» Exercise goal: Stopping right after the line with "let v = to_byte(pixel.get(0).copied().unwrap_or(0.0));", please reproduce the material below exactly from its first line.

» Supplied material:
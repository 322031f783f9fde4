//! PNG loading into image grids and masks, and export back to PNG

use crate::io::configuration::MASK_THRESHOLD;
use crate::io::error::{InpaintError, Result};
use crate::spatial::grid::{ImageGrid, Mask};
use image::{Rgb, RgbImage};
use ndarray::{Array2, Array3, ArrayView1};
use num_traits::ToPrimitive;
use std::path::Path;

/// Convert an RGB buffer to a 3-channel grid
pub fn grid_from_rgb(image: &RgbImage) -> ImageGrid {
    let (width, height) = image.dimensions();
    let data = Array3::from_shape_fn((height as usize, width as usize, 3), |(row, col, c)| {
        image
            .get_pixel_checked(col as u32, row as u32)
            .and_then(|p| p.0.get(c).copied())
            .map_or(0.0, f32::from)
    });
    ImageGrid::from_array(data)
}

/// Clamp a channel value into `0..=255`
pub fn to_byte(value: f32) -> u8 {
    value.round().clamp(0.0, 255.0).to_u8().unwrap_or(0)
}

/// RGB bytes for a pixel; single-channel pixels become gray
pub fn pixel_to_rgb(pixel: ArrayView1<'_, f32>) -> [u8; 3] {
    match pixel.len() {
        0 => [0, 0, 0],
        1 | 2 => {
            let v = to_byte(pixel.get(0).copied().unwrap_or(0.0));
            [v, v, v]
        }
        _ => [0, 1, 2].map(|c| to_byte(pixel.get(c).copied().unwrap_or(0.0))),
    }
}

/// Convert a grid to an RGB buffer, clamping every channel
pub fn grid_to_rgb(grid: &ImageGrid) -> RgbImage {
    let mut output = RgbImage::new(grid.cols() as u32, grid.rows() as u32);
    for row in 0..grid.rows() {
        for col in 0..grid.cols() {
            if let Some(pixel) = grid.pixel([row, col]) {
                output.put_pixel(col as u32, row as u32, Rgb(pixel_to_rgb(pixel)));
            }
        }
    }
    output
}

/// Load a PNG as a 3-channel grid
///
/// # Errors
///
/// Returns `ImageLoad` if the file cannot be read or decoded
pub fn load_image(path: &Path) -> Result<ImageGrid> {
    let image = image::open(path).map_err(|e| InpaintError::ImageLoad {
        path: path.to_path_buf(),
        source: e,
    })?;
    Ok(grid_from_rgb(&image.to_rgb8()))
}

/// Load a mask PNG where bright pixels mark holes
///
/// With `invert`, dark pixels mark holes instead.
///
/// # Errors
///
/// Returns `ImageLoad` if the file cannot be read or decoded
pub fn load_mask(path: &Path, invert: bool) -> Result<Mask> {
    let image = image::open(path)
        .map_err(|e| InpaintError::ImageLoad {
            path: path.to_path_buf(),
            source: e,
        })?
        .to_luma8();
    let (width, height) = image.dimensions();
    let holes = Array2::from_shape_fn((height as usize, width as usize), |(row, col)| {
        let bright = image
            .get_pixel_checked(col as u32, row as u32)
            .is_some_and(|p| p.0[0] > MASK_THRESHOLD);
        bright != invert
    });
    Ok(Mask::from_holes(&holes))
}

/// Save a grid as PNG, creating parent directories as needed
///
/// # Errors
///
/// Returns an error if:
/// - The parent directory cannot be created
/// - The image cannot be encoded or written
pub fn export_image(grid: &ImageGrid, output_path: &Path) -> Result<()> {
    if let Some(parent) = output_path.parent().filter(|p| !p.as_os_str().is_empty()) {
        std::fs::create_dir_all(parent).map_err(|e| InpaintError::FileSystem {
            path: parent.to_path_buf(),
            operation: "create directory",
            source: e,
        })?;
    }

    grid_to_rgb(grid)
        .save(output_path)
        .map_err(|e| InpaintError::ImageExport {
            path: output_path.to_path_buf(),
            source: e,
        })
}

» Solved exercise:
repository 322031f783f9fde4
//! PNG loading into image grids and masks, and export back to PNG

use crate::io::configuration::MASK_THRESHOLD;
use crate::io::error::{InpaintError, Result};
use crate::spatial::grid::{ImageGrid, Mask};
use image::{Rgb, RgbImage};
use ndarray::{Array2, Array3, ArrayView1};
use num_traits::ToPrimitive;
use std::path::Path;

/// Convert an RGB buffer to a 3-channel grid
pub fn grid_from_rgb(image: &RgbImage) -> ImageGrid {
    let (width, height) = image.dimensions();
    let data = Array3::from_shape_fn((height as usize, width as usize, 3), |(row, col, c)| {
        image
            .get_pixel_checked(col as u32, row as u32)
            .and_then(|p| p.0.get(c).copied())
            .map_or(0.0, f32::from)
    });
    ImageGrid::from_array(data)
}

/// Clamp a channel value into `0..=255`
pub fn to_byte(value: f32) -> u8 {
    value.round().clamp(0.0, 255.0).to_u8().unwrap_or(0)
}

/// RGB bytes for a pixel; single-channel pixels become gray
pub fn pixel_to_rgb(pixel: ArrayView1<'_, f32>) -> [u8; 3] {
    match pixel.len() {
        0 => [0, 0, 0],
        1 | 2 => {
            let v = to_byte(pixel.get(0).copied().unwrap_or(0.0));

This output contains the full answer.